Material for this task:
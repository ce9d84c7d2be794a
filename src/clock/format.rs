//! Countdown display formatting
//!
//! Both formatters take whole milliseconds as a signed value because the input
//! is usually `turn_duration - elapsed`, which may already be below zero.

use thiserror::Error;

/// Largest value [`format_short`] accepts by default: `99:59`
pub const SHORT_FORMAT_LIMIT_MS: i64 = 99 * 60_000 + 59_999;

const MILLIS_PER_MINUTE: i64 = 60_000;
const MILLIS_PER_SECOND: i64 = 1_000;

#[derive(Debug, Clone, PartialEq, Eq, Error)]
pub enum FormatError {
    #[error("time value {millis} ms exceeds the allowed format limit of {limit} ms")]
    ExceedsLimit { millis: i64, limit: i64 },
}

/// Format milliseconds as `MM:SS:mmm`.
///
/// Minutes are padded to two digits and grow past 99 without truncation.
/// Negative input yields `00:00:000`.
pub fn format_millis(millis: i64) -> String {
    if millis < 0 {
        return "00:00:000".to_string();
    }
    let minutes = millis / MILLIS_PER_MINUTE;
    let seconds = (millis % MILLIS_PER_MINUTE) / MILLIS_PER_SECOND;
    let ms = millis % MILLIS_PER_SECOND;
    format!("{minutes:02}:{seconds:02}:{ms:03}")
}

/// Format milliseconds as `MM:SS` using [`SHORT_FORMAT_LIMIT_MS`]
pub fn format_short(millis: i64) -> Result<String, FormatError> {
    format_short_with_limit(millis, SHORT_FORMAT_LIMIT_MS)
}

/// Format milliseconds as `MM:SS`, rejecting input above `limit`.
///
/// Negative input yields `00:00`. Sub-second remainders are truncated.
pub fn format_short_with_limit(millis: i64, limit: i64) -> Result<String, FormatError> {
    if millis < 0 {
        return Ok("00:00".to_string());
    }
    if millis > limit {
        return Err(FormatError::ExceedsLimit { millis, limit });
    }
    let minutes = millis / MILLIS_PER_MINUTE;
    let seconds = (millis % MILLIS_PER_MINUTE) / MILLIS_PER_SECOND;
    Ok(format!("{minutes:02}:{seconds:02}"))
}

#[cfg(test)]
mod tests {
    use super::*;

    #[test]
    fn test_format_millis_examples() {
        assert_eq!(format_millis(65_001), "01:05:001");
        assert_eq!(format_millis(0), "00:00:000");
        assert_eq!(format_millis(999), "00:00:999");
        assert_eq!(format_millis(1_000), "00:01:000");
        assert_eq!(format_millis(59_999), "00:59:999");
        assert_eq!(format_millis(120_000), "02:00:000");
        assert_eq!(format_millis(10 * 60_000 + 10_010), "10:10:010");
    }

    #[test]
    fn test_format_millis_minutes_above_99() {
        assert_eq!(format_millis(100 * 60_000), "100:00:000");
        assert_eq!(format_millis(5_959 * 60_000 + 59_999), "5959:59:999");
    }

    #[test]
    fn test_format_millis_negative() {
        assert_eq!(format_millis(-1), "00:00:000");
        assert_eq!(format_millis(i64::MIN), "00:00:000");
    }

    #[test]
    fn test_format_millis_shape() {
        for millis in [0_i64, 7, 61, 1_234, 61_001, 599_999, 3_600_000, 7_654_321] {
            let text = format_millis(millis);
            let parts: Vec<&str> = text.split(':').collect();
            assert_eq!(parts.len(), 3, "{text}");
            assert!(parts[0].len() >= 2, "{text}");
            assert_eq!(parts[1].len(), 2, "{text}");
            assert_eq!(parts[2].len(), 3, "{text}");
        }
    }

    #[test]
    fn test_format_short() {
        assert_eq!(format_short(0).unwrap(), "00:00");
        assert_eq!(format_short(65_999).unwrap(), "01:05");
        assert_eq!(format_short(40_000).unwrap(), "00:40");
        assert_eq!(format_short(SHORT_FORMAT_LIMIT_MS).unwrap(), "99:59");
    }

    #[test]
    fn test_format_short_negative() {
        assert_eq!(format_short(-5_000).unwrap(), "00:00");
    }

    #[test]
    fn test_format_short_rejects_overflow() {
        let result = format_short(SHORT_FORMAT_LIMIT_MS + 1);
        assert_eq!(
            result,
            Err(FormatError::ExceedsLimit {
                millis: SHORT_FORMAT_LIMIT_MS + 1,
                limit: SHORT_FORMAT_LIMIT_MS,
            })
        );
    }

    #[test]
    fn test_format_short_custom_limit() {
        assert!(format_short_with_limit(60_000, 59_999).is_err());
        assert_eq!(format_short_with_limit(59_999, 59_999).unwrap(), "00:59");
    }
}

Problem to solve: Could you filter the entries above for lines holding the string "text" and copy them?

Response to this exercise:
            let text = format_millis(millis);
            let parts: Vec<&str> = text.split(':').collect();
            assert_eq!(parts.len(), 3, "{text}");
            assert!(parts[0].len() >= 2, "{text}");
            assert_eq!(parts[1].len(), 2, "{text}");
            assert_eq!(parts[2].len(), 3, "{text}");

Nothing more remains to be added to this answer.